With a growing elderly population, surging obesity rates and younger diagnoses of conditions like cancer, autism and HIV, people at all stages of life are flooding an already overwhelmed U.S. health-care system, according to Matthew Goodwin, professor of health sciences and computer and information sciences. Unfortunately, he explained, that system is based on a sick-patient model with no way to reimburse for wellness.

Along with Goodwin, the doctoral program is being led by: Stephen Intille and Rupal Patel, both associate professors in the Bouvé College of Health Sciences and College of Computer and Information Sciences; and Timothy Bickmore, associate professor in the College of Computer and Information Sciences.

The team says health-care technologies, which have traditionally targeted clinicians, have a great potential to prevent illness and promote wellness when placed in the hands of patients. And they believe these so-called “personal health informatics,” could be the key to solving the health-care crisis.

On Monday, the Northeastern community can get an up-close look at some of the technologies from university labs at Northeastern’s Open Lab Experience and Reception. The event, sponsored by the Office of the Provost, will run from 4-6 p.m. in the Raytheon Amphitheater in the Egan Research Center, and will feature interactive demos of technologies from Northeastern laboratories.

Current Northeastern student Stephen Flaherty spent a half-decade in the imaging department at Boston’s Beth Israel Medical Deaconess Center and had been searching for a doctoral program for a number of years. “Nothing fit my interests the way the PHI program does,” he said.

“Nearly all existing doctoral programs in health or medical informatics focus on the development and use of technologies used by physicians and other medical staff,” Intille said. “Most of the technologies are only used once people get sick.”

The technologies of PHI — which range from assistive technologies for children with autism to wellness-focused mobile apps — are “focused on helping patients take care of themselves,” Bickmore said.

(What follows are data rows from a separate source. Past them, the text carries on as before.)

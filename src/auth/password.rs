//! Argon2 password hashing. Hashes are PHC strings carrying their own salt
//! and parameters.

use argon2::password_hash::{
    rand_core::OsRng, Error as HashError, PasswordHash, PasswordHasher, PasswordVerifier,
    SaltString,
};
use argon2::Argon2;

use super::AuthError;

pub fn hash_password(password: &str) -> Result<String, AuthError> {
    let salt = SaltString::generate(&mut OsRng);
    Argon2::default()
        .hash_password(password.as_bytes(), &salt)
        .map(|hash| hash.to_string())
        .map_err(|e| AuthError::Hashing(e.to_string()))
}

/// `Ok(false)` on a wrong password; `Err` only when `hash` is unusable.
pub fn verify_password(password: &str, hash: &str) -> Result<bool, AuthError> {
    let parsed = PasswordHash::new(hash).map_err(|e| AuthError::Hashing(e.to_string()))?;
    match Argon2::default().verify_password(password.as_bytes(), &parsed) {
        Ok(()) => Ok(true),
        Err(HashError::Password) => Ok(false),
        Err(e) => Err(AuthError::Hashing(e.to_string())),
    }
}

The program includes faculty from six of the university’s nine colleges and schools, whose expertise includes human-computer interactions, data processing and measuring emotion, to name a few. These strengths, coupled with a commitment to training skilled health-care professionals, will enable the new program’s success, Patel said.

Northeastern’s commitment to transdisciplinary teaching and research,” Intille said, “make it an ideal environment in which to conduct research on the design and rigorous field evaluation of innovative personal health technologies that may lead to dramatic, positive changes in how people receive and manage their care.”